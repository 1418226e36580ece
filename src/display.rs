// Display strings shared by the terminal UI and the `summary` command

use chrono::{DateTime, Local, Utc};
use rust_decimal::{Decimal, RoundingStrategy};

/// `$` + amount with two decimals, e.g. `$76.50`
pub fn format_price(amount: Decimal) -> String {
    let rounded = amount.round_dp_with_strategy(2, RoundingStrategy::MidpointAwayFromZero);
    format!("${:.2}", rounded)
}

/// Human-readable age of the last save, relative to `now`
pub fn format_last_saved(last_saved: Option<DateTime<Utc>>, now: DateTime<Utc>) -> String {
    let Some(saved_at) = last_saved else {
        return "Sin guardar".to_string();
    };

    let minutes = (now - saved_at).num_minutes();
    if minutes < 1 {
        return "Guardado hace unos segundos".to_string();
    }
    if minutes == 1 {
        return "Guardado hace 1 minuto".to_string();
    }
    if minutes < 60 {
        return format!("Guardado hace {} minutos", minutes);
    }

    let hours = minutes / 60;
    if hours == 1 {
        return "Guardado hace 1 hora".to_string();
    }
    if hours < 24 {
        return format!("Guardado hace {} horas", hours);
    }

    format!(
        "Guardado el {}",
        saved_at.with_timezone(&Local).format("%d/%m/%Y")
    )
}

# Task prompt
From the entries above, copy every line where the word "Local" shows up.

# Task response
use chrono::{DateTime, Local, Utc};
        saved_at.with_timezone(&Local).format("%d/%m/%Y")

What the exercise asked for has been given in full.